Start with the first line of the data and end with the line that holds "a format, moves"; write out each one exactly.

-- -- --

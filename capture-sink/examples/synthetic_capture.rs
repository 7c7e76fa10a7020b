// SPDX-FileCopyrightText: 2025 2025 Contributors to the Media eXchange Layer project.
// SPDX-License-Identifier: Apache-2.0

//! Drives a sink endpoint with synthetic samples.
//!
//! Plays the part of an upstream capture source: negotiates a format, moves
//! the graph to Running, pushes a run of samples and stops again. The
//! consumer logs every buffer it receives.
//!
//! ```text
//! cargo run --example synthetic_capture -- --kind video --width 640 --height 480 --samples 25
//! RUST_LOG=debug cargo run --example synthetic_capture -- --kind audio --rate 44100 --channels 2
//! ```

mod common;

use std::path::PathBuf;

use capture_format::{
    FORMAT_WAVE_FORMAT_EX, MEDIASUBTYPE_PCM, MEDIATYPE_AUDIO, MediaType, WaveFormatEx,
    time::milliseconds_to_media_time,
};
use capture_sink::{
    AudioBuffer, AudioSinkEndpoint, IngestStats, RawSample, RunState, SampleTimes, VideoConfig,
    VideoFrame, VideoSinkEndpoint,
};
use clap::{Parser, ValueEnum};
use tracing::{info, warn};

#[derive(Clone, Copy, Debug, ValueEnum)]
enum Kind {
    Audio,
    Video,
}

#[derive(Parser, Debug)]
#[command(version, about = "Push synthetic samples through a capture sink")]
struct Opts {
    /// Media kind of the endpoint.
    #[arg(long, value_enum, default_value_t = Kind::Audio)]
    kind: Kind,

    /// Number of samples to deliver.
    #[arg(long, default_value_t = 10)]
    samples: u32,

    /// Audio sample rate.
    #[arg(long, default_value_t = 48_000)]
    rate: u32,

    /// Audio channel count.
    #[arg(long, default_value_t = 2)]
    channels: u16,

    /// Requested video width.
    #[arg(long, default_value_t = 320)]
    width: u32,

    /// Requested video height.
    #[arg(long, default_value_t = 240)]
    height: u32,

    /// JSON file holding the requested video configuration. Overrides
    /// `--width` and `--height`.
    #[arg(long, value_name = "FILE_PATH")]
    config: Option<PathBuf>,
}

/// Audio is delivered in 10 ms blocks.
const AUDIO_BLOCK_MS: i64 = 10;

/// Video is delivered at 25 frames per second.
const VIDEO_FRAME_MS: i64 = 40;

fn run_audio(opts: &Opts) -> Result<IngestStats, Box<dyn std::error::Error>> {
    let endpoint = AudioSinkEndpoint::from_fn(|buffer: &AudioBuffer| {
        info!(
            "received {} bytes at {} ms for {} ms",
            buffer.buffer_length(),
            buffer.timestamp(),
            buffer.duration()
        );
        Ok(())
    });

    for index in 0.. {
        let Some(media_type) = endpoint.enumerate(index) else {
            break;
        };
        info!("endpoint prefers {}", media_type);
    }

    let format = WaveFormatEx::pcm(opts.channels, opts.rate, 16);
    endpoint.propose(
        &MediaType::new(MEDIATYPE_AUDIO)
            .with_subtype(MEDIASUBTYPE_PCM)
            .with_format(FORMAT_WAVE_FORMAT_EX, format.to_bytes()),
    )?;

    let frames = (opts.rate as usize) * AUDIO_BLOCK_MS as usize / 1000;
    let payload = vec![0u8; frames * format.block_align as usize];
    for i in 0..i64::from(opts.samples) {
        let start = milliseconds_to_media_time(i * AUDIO_BLOCK_MS);
        let end = milliseconds_to_media_time((i + 1) * AUDIO_BLOCK_MS);
        endpoint.on_sample_delivered(
            RunState::Running,
            &RawSample::new(&payload, SampleTimes::new(start, end)),
        )?;
    }

    // One late sample racing the stop.
    if let Err(err) = endpoint.on_sample_delivered(
        RunState::Stopped,
        &RawSample::new(&payload, SampleTimes::start_only(0)),
    ) {
        if !err.is_benign() {
            return Err(err.into());
        }
    }
    Ok(endpoint.stats())
}

fn run_video(opts: &Opts) -> Result<IngestStats, Box<dyn std::error::Error>> {
    let endpoint = VideoSinkEndpoint::from_fn(|frame: &VideoFrame| {
        info!(
            "received {}x{} {} frame of {} bytes at {} ms",
            frame.width(),
            frame.height(),
            frame.format(),
            frame.buffer_length(),
            frame.timestamp()
        );
        Ok(())
    });

    let requested = match &opts.config {
        Some(path) => VideoConfig::from_json_str(&std::fs::read_to_string(path)?)?,
        None => VideoConfig::new(opts.width, opts.height),
    };
    endpoint.set_config(RunState::Stopped, requested)?;

    let media_type = endpoint
        .enumerate(0)
        .ok_or("video endpoint advertised no format")?;
    let frame_size = media_type.sample_size as usize;
    endpoint.propose(&media_type)?;

    let payload = vec![0x80u8; frame_size];
    for i in 0..i64::from(opts.samples) {
        let start = milliseconds_to_media_time(i * VIDEO_FRAME_MS);
        endpoint.on_sample_delivered(
            RunState::Running,
            &RawSample::new(&payload, SampleTimes::start_only(start)),
        )?;
    }

    if endpoint
        .set_config(RunState::Running, VideoConfig::default())
        .is_err()
    {
        warn!("reconfiguration while running was refused, as expected");
    }
    Ok(endpoint.stats())
}

fn main() -> Result<(), Box<dyn std::error::Error>> {
    common::setup_logging();
    let opts = Opts::parse();

    let stats = match opts.kind {
        Kind::Audio => run_audio(&opts)?,
        Kind::Video => run_video(&opts)?,
    };
    info!("ingest stats: {}", serde_json::to_string(&stats)?);
    Ok(())
}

-- -- --

**Solution for this problem:**
filename capture-sink/examples/synthetic_capture.rs
repository 7c7e76fa10a7020b
// SPDX-FileCopyrightText: 2025 2025 Contributors to the Media eXchange Layer project.
// SPDX-License-Identifier: Apache-2.0

//! Drives a sink endpoint with synthetic samples.
//!
//! Plays the part of an upstream capture source: negotiates a format, moves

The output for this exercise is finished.